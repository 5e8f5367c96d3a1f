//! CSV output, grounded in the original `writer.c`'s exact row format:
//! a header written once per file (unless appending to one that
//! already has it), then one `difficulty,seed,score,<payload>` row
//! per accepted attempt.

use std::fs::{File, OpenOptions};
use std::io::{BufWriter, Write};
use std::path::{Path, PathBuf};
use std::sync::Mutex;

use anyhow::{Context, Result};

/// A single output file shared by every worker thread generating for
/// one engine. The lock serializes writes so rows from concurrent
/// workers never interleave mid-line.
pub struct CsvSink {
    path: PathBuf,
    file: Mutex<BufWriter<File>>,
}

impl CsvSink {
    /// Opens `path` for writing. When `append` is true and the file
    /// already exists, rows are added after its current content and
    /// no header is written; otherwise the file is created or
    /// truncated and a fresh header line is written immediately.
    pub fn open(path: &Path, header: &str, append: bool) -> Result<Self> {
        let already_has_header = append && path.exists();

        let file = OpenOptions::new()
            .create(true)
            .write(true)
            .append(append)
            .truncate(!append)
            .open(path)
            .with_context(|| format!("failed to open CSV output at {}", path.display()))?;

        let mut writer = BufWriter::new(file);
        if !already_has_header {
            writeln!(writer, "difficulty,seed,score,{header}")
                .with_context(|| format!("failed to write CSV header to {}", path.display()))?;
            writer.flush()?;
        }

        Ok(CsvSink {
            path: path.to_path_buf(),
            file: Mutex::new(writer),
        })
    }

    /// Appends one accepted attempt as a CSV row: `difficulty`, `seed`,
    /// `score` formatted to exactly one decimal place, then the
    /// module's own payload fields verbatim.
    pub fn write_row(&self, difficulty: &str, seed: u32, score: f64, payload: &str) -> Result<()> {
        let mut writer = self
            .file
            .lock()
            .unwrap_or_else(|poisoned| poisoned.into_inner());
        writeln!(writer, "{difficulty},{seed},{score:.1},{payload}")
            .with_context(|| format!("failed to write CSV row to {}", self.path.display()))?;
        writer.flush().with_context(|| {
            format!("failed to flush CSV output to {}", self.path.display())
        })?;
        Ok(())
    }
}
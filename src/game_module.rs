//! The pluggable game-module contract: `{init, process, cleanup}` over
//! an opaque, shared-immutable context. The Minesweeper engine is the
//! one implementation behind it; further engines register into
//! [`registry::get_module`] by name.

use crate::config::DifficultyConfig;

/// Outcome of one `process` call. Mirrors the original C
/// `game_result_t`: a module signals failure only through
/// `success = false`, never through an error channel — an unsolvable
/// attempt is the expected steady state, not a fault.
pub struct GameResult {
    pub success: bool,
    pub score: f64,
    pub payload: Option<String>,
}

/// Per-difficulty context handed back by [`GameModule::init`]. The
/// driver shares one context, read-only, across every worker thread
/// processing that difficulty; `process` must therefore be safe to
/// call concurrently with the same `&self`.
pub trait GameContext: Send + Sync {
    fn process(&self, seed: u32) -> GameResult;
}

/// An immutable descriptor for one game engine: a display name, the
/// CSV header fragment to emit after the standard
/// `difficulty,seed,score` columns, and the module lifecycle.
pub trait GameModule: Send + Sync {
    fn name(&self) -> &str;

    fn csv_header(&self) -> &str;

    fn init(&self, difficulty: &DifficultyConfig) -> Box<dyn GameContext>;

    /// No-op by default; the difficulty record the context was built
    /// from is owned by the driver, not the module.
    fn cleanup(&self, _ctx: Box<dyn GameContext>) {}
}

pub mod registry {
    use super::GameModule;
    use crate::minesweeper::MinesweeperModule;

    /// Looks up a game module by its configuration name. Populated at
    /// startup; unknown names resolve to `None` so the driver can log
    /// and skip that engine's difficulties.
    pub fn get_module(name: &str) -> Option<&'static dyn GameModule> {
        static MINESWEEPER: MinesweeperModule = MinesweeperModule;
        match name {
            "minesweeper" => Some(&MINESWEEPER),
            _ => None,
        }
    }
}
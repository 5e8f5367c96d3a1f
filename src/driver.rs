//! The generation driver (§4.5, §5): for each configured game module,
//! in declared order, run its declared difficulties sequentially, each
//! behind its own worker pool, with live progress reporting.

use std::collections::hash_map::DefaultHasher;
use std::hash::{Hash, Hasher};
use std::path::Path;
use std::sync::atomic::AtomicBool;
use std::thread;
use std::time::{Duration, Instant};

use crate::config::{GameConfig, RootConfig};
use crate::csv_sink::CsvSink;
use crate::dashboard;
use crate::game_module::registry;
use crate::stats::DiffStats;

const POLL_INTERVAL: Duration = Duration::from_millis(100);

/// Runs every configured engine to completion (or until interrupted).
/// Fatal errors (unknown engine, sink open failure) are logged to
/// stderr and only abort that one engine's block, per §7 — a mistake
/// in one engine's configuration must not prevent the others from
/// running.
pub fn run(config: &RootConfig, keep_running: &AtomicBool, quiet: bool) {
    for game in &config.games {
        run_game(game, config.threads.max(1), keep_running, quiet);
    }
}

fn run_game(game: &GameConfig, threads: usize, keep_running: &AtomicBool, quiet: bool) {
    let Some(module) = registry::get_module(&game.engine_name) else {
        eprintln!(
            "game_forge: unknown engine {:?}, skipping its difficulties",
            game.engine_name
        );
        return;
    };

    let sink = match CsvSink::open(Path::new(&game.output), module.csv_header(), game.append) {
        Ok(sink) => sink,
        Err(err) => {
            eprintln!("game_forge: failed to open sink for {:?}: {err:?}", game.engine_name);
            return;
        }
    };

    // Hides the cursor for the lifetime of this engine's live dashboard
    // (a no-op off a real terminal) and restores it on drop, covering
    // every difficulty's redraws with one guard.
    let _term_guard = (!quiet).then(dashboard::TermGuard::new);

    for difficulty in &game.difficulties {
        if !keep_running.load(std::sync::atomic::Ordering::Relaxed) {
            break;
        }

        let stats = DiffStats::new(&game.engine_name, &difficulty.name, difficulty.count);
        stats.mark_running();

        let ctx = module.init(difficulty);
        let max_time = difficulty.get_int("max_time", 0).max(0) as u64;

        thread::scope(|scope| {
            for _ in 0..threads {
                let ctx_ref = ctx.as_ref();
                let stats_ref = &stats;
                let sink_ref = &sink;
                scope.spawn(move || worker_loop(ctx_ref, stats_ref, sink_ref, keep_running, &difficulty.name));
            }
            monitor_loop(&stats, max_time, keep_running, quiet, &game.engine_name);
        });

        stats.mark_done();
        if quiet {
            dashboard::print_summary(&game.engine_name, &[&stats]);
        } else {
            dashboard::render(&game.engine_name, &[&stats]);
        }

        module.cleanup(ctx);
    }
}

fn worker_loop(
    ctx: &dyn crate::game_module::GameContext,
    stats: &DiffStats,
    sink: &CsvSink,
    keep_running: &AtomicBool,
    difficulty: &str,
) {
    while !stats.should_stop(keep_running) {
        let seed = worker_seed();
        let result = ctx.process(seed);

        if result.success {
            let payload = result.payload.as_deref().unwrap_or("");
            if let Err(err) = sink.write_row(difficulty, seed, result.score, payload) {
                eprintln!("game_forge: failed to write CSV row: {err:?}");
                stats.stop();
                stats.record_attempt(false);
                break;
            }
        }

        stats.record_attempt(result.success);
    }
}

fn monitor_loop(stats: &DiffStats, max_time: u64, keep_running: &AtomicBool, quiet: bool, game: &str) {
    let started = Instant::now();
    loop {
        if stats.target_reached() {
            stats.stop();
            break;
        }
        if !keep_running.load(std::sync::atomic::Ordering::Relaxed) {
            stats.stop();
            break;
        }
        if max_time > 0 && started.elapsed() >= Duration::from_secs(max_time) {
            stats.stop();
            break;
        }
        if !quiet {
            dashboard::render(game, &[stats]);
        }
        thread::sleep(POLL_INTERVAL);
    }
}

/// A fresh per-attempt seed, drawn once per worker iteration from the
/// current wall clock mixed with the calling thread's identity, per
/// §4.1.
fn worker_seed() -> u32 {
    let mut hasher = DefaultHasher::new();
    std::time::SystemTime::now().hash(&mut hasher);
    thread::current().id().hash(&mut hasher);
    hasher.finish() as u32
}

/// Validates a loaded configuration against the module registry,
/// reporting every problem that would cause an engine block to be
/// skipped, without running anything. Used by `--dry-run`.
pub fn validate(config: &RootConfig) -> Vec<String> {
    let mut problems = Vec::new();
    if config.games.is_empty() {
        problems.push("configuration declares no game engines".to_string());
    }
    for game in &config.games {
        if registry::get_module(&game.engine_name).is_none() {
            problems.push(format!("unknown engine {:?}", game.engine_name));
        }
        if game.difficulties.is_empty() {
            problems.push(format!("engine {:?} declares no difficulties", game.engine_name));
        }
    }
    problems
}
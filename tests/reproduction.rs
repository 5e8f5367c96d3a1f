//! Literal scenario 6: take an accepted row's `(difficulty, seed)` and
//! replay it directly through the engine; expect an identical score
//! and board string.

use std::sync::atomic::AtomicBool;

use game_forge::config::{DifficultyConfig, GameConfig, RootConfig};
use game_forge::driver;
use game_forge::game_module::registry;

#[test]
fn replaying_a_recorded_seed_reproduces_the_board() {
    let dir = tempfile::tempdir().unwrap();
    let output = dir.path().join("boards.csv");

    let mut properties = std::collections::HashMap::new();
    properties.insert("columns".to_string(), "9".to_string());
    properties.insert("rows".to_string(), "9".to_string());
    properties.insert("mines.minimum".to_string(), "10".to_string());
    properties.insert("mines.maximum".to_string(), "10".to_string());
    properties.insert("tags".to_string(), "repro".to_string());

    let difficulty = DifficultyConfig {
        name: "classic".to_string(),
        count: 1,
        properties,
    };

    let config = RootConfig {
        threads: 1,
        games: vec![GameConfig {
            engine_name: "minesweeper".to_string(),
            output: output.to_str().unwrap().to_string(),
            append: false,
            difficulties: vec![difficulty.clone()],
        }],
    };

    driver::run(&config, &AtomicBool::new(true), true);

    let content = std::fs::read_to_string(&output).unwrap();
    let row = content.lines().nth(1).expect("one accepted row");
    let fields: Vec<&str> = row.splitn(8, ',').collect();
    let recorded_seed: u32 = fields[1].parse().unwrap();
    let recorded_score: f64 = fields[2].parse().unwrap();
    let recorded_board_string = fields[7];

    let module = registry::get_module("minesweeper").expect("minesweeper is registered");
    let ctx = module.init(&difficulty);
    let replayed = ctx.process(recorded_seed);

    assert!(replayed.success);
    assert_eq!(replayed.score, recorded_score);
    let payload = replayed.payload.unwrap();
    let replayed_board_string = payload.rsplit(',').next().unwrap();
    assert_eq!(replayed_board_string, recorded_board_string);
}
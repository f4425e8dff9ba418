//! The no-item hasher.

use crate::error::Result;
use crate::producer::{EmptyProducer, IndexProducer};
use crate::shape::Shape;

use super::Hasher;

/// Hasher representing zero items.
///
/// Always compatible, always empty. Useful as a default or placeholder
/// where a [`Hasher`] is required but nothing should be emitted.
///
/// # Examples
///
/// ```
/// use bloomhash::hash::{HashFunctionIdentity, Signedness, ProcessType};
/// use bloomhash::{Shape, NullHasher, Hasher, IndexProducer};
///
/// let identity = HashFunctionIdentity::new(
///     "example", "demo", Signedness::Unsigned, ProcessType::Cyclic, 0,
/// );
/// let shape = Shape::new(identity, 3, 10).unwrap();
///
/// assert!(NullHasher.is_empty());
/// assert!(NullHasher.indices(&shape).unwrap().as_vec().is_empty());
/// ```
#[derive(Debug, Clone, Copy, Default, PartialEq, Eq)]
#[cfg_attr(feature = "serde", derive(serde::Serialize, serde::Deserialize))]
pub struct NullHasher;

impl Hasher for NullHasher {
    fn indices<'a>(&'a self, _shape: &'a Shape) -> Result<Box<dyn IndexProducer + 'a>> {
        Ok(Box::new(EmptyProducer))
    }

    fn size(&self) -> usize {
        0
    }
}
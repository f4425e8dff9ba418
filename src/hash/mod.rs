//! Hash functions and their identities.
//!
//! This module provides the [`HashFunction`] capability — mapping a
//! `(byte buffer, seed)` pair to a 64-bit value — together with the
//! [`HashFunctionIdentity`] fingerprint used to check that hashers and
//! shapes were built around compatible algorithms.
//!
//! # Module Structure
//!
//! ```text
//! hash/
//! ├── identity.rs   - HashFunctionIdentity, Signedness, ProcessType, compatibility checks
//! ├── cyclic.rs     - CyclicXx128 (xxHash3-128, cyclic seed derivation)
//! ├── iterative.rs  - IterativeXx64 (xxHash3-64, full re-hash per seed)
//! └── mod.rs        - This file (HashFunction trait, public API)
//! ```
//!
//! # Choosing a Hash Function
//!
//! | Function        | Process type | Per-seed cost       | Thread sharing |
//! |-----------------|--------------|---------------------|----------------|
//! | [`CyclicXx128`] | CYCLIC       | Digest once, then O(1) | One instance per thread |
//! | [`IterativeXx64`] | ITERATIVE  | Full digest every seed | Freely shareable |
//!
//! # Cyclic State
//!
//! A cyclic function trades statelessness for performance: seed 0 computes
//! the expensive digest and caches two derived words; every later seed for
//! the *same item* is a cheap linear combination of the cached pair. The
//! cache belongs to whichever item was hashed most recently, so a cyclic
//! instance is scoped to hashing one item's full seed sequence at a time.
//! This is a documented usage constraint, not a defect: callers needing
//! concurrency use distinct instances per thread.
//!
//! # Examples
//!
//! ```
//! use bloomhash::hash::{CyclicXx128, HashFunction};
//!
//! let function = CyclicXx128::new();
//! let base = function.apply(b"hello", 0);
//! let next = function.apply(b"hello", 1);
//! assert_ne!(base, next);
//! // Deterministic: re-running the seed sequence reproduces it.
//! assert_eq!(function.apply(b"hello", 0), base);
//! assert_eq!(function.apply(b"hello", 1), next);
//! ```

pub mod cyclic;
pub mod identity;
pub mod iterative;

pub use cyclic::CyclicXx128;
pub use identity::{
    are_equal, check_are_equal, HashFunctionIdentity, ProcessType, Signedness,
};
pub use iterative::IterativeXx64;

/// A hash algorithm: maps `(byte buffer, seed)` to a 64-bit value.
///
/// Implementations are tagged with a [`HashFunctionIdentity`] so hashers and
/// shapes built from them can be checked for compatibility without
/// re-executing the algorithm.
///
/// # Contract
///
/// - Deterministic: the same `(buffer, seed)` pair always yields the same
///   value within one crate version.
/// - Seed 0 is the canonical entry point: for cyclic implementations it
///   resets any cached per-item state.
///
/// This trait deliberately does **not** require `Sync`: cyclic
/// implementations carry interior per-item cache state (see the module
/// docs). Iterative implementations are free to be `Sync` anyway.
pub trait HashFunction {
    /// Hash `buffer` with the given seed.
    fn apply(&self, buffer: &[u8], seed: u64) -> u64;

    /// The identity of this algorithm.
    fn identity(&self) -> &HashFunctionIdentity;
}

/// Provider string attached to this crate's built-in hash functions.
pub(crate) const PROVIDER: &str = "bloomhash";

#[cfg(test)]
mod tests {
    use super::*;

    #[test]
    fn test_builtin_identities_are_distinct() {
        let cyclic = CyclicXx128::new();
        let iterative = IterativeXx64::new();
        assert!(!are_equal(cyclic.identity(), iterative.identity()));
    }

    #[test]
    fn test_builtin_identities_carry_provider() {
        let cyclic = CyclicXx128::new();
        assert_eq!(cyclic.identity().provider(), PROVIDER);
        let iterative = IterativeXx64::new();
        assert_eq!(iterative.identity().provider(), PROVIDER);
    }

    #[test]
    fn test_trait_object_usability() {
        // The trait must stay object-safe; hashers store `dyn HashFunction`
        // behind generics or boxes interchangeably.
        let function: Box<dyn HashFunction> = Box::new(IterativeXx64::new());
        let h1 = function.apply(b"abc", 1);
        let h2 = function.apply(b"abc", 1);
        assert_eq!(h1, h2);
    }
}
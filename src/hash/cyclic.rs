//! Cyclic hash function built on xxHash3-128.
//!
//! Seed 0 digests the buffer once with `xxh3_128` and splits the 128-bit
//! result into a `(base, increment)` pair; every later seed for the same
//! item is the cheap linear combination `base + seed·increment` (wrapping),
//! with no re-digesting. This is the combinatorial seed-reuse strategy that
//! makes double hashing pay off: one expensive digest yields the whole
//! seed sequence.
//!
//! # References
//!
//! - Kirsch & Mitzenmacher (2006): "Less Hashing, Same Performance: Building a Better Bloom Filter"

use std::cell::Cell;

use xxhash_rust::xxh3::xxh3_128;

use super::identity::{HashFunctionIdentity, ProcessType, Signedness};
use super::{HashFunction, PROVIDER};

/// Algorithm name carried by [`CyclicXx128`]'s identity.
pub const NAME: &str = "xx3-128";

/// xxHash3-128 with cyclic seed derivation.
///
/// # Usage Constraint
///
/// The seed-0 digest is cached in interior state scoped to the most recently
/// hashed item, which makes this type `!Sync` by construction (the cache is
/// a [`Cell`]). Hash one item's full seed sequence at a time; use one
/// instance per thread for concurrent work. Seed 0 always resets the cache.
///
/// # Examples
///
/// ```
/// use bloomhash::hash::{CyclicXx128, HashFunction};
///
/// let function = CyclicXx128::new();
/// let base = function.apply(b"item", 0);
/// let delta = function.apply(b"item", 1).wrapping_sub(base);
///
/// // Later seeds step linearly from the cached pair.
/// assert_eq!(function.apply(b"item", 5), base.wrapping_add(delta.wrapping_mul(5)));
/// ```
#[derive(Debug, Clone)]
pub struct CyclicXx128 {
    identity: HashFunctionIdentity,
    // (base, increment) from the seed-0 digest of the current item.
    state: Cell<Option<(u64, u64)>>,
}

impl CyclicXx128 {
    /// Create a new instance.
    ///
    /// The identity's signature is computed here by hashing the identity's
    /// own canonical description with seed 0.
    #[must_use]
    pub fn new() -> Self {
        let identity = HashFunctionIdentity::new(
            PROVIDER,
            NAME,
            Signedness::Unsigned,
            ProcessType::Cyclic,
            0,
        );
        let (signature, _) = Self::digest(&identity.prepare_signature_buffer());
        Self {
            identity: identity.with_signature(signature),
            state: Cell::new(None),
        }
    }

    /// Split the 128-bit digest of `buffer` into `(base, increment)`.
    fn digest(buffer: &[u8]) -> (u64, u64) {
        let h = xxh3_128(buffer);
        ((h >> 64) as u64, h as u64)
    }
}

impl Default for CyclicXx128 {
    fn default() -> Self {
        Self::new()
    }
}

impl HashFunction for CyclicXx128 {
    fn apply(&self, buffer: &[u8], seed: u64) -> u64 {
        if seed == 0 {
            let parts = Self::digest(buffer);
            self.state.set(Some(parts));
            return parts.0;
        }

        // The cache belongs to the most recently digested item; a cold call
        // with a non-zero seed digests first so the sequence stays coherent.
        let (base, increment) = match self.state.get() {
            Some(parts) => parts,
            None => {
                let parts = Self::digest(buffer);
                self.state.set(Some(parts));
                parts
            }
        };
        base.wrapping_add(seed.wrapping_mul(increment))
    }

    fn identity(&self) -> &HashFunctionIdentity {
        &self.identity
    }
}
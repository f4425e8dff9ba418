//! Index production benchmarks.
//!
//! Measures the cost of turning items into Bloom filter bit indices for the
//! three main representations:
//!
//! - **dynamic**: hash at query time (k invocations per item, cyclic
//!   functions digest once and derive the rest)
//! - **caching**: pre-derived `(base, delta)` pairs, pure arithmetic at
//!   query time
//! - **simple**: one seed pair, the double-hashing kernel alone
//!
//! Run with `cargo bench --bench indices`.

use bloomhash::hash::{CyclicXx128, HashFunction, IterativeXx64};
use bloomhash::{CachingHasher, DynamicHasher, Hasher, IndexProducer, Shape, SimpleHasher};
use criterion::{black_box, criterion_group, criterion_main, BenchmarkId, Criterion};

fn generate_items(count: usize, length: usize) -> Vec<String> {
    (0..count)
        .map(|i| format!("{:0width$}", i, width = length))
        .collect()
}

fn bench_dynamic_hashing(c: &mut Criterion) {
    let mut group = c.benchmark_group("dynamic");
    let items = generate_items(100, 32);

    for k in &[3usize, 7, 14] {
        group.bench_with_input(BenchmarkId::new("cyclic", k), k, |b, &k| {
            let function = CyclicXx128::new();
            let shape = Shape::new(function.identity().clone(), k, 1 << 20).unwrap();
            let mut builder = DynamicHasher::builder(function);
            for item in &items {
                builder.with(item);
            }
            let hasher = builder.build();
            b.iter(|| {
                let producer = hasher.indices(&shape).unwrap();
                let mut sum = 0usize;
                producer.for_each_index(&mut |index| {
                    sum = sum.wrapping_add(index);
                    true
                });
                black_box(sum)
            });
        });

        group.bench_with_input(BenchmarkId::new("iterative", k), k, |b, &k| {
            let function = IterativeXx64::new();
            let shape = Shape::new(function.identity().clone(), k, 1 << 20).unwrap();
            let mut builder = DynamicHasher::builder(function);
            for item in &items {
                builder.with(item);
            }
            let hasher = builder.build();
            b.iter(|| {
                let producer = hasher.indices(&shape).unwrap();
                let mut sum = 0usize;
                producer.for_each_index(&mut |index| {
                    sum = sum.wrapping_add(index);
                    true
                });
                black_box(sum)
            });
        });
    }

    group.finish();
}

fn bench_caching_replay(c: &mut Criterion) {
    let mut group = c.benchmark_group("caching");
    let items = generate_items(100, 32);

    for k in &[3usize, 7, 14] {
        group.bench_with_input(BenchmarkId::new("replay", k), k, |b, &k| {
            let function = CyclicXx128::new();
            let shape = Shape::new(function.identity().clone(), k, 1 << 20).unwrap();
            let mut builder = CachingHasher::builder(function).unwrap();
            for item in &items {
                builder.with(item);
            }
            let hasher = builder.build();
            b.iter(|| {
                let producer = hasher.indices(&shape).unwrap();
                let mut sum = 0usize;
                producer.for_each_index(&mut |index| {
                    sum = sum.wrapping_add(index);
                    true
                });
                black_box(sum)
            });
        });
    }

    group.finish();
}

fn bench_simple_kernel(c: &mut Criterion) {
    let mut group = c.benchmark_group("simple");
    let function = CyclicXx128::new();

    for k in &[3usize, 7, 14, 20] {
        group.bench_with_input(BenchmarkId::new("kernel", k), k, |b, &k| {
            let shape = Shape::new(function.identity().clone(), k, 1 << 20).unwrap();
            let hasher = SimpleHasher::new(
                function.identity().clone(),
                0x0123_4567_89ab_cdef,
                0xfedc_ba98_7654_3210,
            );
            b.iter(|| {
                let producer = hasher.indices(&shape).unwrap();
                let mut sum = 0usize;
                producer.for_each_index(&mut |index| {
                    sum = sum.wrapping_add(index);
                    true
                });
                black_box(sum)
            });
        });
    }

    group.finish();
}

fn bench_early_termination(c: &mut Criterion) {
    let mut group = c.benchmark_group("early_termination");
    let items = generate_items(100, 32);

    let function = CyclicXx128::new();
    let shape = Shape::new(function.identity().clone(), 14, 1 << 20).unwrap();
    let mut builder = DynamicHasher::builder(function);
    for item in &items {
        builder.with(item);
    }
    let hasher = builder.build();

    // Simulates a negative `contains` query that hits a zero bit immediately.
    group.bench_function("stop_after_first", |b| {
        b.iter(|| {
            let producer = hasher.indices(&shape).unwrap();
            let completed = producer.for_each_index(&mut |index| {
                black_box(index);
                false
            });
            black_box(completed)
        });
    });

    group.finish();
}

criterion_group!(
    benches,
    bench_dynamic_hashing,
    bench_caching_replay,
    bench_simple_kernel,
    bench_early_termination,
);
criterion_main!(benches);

- - - -

Directions
Return a copy of each line in the records above that has "count" in it.

Output
        let stats = DiffStats::new(&game.engine_name, &difficulty.name, difficulty.count);
        count: 1,
fn generate_items(count: usize, length: usize) -> Vec<String> {
    (0..count)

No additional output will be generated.